# [ABOUT THIS TASK]
Up to and including the line containing "pub const DEFAULT_SEARCH_API: &str", retype each line of the listing below exactly, beginning with the first.
########################################
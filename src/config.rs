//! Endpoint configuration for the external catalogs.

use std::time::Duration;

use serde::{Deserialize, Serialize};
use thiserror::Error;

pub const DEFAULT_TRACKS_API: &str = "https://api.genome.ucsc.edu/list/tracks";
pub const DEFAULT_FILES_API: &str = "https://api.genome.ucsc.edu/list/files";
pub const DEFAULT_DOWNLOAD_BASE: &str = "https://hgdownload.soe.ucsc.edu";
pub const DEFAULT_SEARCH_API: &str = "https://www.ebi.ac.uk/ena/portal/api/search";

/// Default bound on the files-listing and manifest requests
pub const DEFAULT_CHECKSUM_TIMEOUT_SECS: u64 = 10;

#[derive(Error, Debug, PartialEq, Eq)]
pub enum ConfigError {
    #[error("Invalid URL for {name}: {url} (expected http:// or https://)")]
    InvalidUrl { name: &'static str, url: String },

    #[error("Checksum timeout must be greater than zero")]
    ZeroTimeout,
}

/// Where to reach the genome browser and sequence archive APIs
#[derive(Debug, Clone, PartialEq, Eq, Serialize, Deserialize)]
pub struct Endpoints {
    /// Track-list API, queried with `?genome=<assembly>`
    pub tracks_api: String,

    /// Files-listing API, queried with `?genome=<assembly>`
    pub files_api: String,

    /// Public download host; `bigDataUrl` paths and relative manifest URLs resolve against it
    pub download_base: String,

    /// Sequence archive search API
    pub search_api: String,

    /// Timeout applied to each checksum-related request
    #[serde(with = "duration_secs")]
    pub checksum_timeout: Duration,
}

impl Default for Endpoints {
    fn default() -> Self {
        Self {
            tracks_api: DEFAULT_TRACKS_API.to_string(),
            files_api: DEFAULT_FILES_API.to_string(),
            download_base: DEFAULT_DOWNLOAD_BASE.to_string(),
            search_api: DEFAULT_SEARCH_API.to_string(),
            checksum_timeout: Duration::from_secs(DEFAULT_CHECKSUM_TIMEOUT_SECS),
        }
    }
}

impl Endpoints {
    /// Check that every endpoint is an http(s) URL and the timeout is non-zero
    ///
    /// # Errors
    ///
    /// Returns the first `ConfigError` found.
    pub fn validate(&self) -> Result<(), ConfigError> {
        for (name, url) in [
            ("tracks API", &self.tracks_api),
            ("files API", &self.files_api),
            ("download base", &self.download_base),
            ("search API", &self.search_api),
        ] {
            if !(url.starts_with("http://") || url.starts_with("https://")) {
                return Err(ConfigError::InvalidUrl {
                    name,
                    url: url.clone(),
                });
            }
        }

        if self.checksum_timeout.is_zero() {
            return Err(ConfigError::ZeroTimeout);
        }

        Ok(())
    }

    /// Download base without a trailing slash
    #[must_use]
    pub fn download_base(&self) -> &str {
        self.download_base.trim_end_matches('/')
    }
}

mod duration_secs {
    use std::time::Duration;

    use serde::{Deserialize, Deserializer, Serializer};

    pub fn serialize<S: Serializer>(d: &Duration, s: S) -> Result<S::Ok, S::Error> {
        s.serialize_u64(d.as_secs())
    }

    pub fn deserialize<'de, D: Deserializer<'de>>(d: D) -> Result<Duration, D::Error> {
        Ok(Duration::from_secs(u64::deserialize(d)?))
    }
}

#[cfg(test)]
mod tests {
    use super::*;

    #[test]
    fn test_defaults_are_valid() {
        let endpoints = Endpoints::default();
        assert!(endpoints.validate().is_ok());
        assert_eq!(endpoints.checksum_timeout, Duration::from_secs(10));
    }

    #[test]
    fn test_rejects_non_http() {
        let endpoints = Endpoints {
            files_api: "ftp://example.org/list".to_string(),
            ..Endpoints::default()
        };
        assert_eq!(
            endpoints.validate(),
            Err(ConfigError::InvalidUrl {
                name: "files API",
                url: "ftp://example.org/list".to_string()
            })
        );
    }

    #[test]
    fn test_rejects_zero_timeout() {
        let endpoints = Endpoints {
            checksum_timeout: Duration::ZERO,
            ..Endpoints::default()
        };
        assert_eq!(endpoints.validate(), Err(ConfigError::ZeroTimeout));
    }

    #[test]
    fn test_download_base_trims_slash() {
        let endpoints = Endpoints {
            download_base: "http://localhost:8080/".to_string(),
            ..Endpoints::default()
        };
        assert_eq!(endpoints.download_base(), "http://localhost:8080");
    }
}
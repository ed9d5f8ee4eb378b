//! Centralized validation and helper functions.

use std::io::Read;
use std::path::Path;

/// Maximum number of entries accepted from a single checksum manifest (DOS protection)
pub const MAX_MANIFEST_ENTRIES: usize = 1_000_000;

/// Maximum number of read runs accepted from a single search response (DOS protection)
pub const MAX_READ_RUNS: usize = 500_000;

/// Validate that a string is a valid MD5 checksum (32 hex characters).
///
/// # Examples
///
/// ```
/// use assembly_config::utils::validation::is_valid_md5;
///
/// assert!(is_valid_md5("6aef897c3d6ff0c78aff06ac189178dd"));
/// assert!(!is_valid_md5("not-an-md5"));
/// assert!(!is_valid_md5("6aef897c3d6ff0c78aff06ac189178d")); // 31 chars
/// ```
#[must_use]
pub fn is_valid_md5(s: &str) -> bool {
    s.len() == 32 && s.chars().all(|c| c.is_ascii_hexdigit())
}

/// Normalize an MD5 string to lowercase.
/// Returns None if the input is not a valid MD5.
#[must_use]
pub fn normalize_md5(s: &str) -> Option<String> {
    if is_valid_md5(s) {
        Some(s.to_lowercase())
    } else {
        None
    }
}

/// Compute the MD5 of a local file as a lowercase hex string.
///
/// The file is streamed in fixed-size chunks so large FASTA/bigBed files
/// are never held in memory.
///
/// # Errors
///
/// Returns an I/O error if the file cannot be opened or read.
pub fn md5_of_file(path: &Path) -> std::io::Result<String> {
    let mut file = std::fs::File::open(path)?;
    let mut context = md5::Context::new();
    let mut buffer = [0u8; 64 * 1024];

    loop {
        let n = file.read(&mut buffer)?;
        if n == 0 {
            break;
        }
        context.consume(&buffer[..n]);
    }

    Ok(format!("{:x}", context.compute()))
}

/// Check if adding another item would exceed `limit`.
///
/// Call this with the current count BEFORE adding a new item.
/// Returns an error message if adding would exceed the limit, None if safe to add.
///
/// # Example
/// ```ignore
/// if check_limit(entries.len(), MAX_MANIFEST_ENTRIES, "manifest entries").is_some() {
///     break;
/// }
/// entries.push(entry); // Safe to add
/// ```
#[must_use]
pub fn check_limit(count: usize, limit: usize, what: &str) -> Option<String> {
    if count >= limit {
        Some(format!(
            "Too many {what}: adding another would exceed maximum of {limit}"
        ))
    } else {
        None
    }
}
########################################
# [RESULT BELOW]
filename src/config.rs
//! Endpoint configuration for the external catalogs.

use std::time::Duration;

use serde::{Deserialize, Serialize};
use thiserror::Error;

pub const DEFAULT_TRACKS_API: &str = "https://api.genome.ucsc.edu/list/tracks";
pub const DEFAULT_FILES_API: &str = "https://api.genome.ucsc.edu/list/files";
pub const DEFAULT_DOWNLOAD_BASE: &str = "https://hgdownload.soe.ucsc.edu";
pub const DEFAULT_SEARCH_API: &str = "https://www.ebi.ac.uk/ena/portal/api/search";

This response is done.